▶ [What to do] Begin with the first line of the entries below. Copy each line exactly, stopping after the one that contains "pub enum Category".

Saved data entries
^^^^^^^^^^^^^^^^

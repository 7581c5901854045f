//! Detected issue model
//!
//! A detected issue records one fabrication-indicator pattern that matched
//! the analyzed text, with enough context for a human reviewer to locate
//! and judge the matches.

use serde::{Deserialize, Serialize};

use super::Severity;

/// Recommendation-grouping category for a detected issue
#[derive(Debug, Clone, Copy, PartialEq, Eq, Serialize, Deserialize)]
#[serde(rename_all = "snake_case")]
pub enum Category {
    /// Fabricated or implausibly precise numerical data
    DataFabrication,
    /// Claims of perfect or impossible outcomes
    ResultFabrication,
    /// Unverifiable, missing or inconsistent citations
    CitationIssues,
    /// Implausible research timeframes
    TimelineIssues,
    /// Suspicious statistical reporting
    StatisticalIssues,
    /// Overblown novelty claims
    ExaggeratedLanguage,
    /// Hyperbolic descriptions of findings
    HyperbolicResults,
    /// Methodology described without substance
    VagueMethodology,
    /// Boilerplate analysis claims
    GenericAnalysisClaims,
}

impl std::fmt::Display for Category {
    fn fmt(&self, f: &mut std::fmt::Formatter<'_>) -> std::fmt::Result {
        let name = match self {
            Self::DataFabrication => "Data Fabrication",
            Self::ResultFabrication => "Result Fabrication",
            Self::CitationIssues => "Citation Issues",
            Self::TimelineIssues => "Timeline Issues",
            Self::StatisticalIssues => "Statistical Issues",
            Self::ExaggeratedLanguage => "Exaggerated Language",
            Self::HyperbolicResults => "Hyperbolic Results",
            Self::VagueMethodology => "Vague Methodology",
            Self::GenericAnalysisClaims => "Generic Analysis Claims",
        };
        write!(f, "{name}")
    }
}

/// One fabrication-indicator pattern that matched the text
#[derive(Debug, Clone, PartialEq, Eq, Serialize, Deserialize)]
pub struct DetectedIssue {
    /// Stable kind tag from the pattern registry (e.g. "Perfect Results Claims")
    pub kind: String,

    /// Human-readable explanation of what the pattern indicates
    pub description: String,

    /// How heavily this issue weighs on the score
    pub severity: Severity,

    /// Category used for recommendation grouping
    pub category: Category,

    /// Number of matches found in the text
    pub count: usize,

    /// Up to three literal matched substrings, in match order
    pub examples: Vec<String>,
}

/// A sentence containing at least one fabrication-indicator match
#[derive(Debug, Clone, PartialEq, Eq, Serialize, Deserialize)]
pub struct SuspiciousExcerpt {
    /// 1-based index of the sentence within the text
    pub sentence_index: usize,

    /// The sentence content, truncated to 200 characters
    pub excerpt: String,

    /// Category of the matching pattern
    pub category: Category,

    /// Severity of the matching pattern
    pub severity: Severity,
}
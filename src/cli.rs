//! CLI definitions and entry point

use std::path::PathBuf;

use clap::{Parser, Subcommand};

use crate::commands;
use veripaper::output::OutputMode;

/// veripaper - authenticity scoring for academic text
#[derive(Parser, Debug)]
#[command(
    name = "veripaper",
    version,
    about = "Heuristic authenticity scoring for academic-style text",
    long_about = "Score a document for signs of fabrication or AI generation.\n\n\
                  Combines pattern matching, structural and language analysis\n\
                  into a bounded fake-probability estimate, optionally blended\n\
                  with an external LLM judgment."
)]
pub struct Cli {
    /// Enable verbose output
    #[arg(short, long, global = true)]
    pub verbose: bool,

    /// Output in JSON format (machine-readable)
    #[arg(long, global = true)]
    pub json: bool,

    #[command(subcommand)]
    pub command: Option<Command>,
}

#[derive(Subcommand, Debug)]
pub enum Command {
    /// Analyze a text for authenticity
    Analyze {
        /// File to analyze (plain text)
        file: Option<PathBuf>,

        /// Read the text from stdin instead of a file
        #[arg(long)]
        stdin: bool,

        /// Consult the external judgment provider
        #[arg(long)]
        judge: bool,

        /// Path to a veripaper.toml config file
        #[arg(short, long)]
        config: Option<PathBuf>,
    },

    /// List the fabrication-indicator patterns
    Patterns,

    /// Show version
    Version,
}

/// Run the CLI
pub fn run() -> anyhow::Result<()> {
    let cli = Cli::parse();

    if cli.verbose {
        env_logger::Builder::from_env(env_logger::Env::default().default_filter_or("debug")).init();
    } else {
        env_logger::Builder::from_env(env_logger::Env::default().default_filter_or("info")).init();
    }

    let output_mode = if cli.json {
        OutputMode::Json
    } else {
        OutputMode::Human
    };

    match cli.command {
        Some(Command::Analyze {
            file,
            stdin,
            judge,
            config,
        }) => commands::analyze(file.as_deref(), stdin, judge, config.as_deref(), output_mode),
        Some(Command::Patterns) => commands::patterns(output_mode),
        Some(Command::Version) => {
            if output_mode == OutputMode::Json {
                println!(
                    "{}",
                    serde_json::json!({
                        "version": env!("CARGO_PKG_VERSION")
                    })
                );
            } else {
                println!("veripaper v{}", env!("CARGO_PKG_VERSION"));
            }
            Ok(())
        },
        None => {
            if output_mode == OutputMode::Json {
                println!(
                    "{}",
                    serde_json::json!({
                        "version": env!("CARGO_PKG_VERSION"),
                        "hint": "Use --help for usage"
                    })
                );
            } else {
                println!("veripaper v{}", env!("CARGO_PKG_VERSION"));
                println!("\nRun 'veripaper --help' for usage");
                println!("Run 'veripaper analyze <file>' to score a document");
            }
            Ok(())
        },
    }
}
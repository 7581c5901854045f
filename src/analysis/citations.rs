//! Citation analyzer
//!
//! Counts citation-style occurrences under independent formats and flags
//! insufficient or inconsistent citation usage. The dominant format count
//! is the maximum across the numbered, parenthetical and textual formats.

use once_cell::sync::Lazy;
use regex::{Regex, RegexBuilder};

use crate::models::CitationProfile;

/// Dominant format count below this flags insufficient usage
const MIN_DOMINANT_COUNT: usize = 3;
/// Text length above which insufficient usage is flagged
const MIN_FLAG_LENGTH: usize = 1000;
/// Text length above which zero citations is flagged
const SUBSTANTIAL_LENGTH: usize = 2000;
/// Suspicious citations above this share of the total are flagged
const SUSPICIOUS_RATIO: f64 = 0.3;

static NUMBERED_RE: Lazy<Regex> =
    Lazy::new(|| Regex::new(r"\[\d+\]").expect("invalid citation pattern"));

static AUTHOR_YEAR_RE: Lazy<Regex> =
    Lazy::new(|| Regex::new(r"\(\w+,?\s+\d{4}\)").expect("invalid citation pattern"));

static ET_AL_RE: Lazy<Regex> = Lazy::new(|| {
    RegexBuilder::new(r"\w+\s+et\s+al\.")
        .case_insensitive(true)
        .build()
        .expect("invalid citation pattern")
});

static DOI_RE: Lazy<Regex> = Lazy::new(|| {
    RegexBuilder::new(r"doi:\s*10\.\d+")
        .case_insensitive(true)
        .build()
        .expect("invalid citation pattern")
});

static REFERENCE_SECTION_RE: Lazy<Regex> = Lazy::new(|| {
    RegexBuilder::new(r"references|bibliography")
        .case_insensitive(true)
        .build()
        .expect("invalid citation pattern")
});

static SUSPICIOUS_RE: Lazy<Regex> = Lazy::new(|| {
    RegexBuilder::new(r"personal\s+communication|unpublished\s+data|internal\s+report")
        .case_insensitive(true)
        .build()
        .expect("invalid citation pattern")
});

/// Count citation usage and derive citation issues
#[must_use]
pub fn analyze(text: &str) -> CitationProfile {
    let numbered = NUMBERED_RE.find_iter(text).count();
    let author_year = AUTHOR_YEAR_RE.find_iter(text).count();
    let et_al = ET_AL_RE.find_iter(text).count();
    let doi = DOI_RE.find_iter(text).count();

    let total_citations = numbered + author_year + et_al + doi;
    let dominant_format_count = numbered.max(author_year).max(et_al);
    let has_reference_section = REFERENCE_SECTION_RE.is_match(text);
    let suspicious_citations = SUSPICIOUS_RE.find_iter(text).count();

    let char_count = text.chars().count();
    let citation_density = if char_count == 0 {
        0.0
    } else {
        total_citations as f64 / (char_count as f64 / 1000.0)
    };

    let mut issues = Vec::new();
    if total_citations == 0 && char_count > SUBSTANTIAL_LENGTH {
        issues.push("No citations found in substantial text".to_string());
    }
    if dominant_format_count < MIN_DOMINANT_COUNT && char_count > MIN_FLAG_LENGTH {
        issues.push("Insufficient or inconsistent citation usage".to_string());
    }
    if suspicious_citations > 0
        && suspicious_citations as f64 > total_citations as f64 * SUSPICIOUS_RATIO
    {
        issues.push("High proportion of unverifiable citations".to_string());
    }
    if total_citations > 0 && !has_reference_section {
        issues.push("Citations present but no reference section found".to_string());
    }

    CitationProfile {
        numbered,
        author_year,
        et_al,
        doi,
        total_citations,
        dominant_format_count,
        has_reference_section,
        suspicious_citations,
        citation_density,
        issues,
    }
}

^^^^^^^^^^^^^^^^

▶ [Result of the task]
repository 7581c5901854045f
//! Detected issue model
//!
//! A detected issue records one fabrication-indicator pattern that matched
//! the analyzed text, with enough context for a human reviewer to locate
//! and judge the matches.

use serde::{Deserialize, Serialize};

use super::Severity;

/// Recommendation-grouping category for a detected issue
#[derive(Debug, Clone, Copy, PartialEq, Eq, Serialize, Deserialize)]
#[serde(rename_all = "snake_case")]
pub enum Category {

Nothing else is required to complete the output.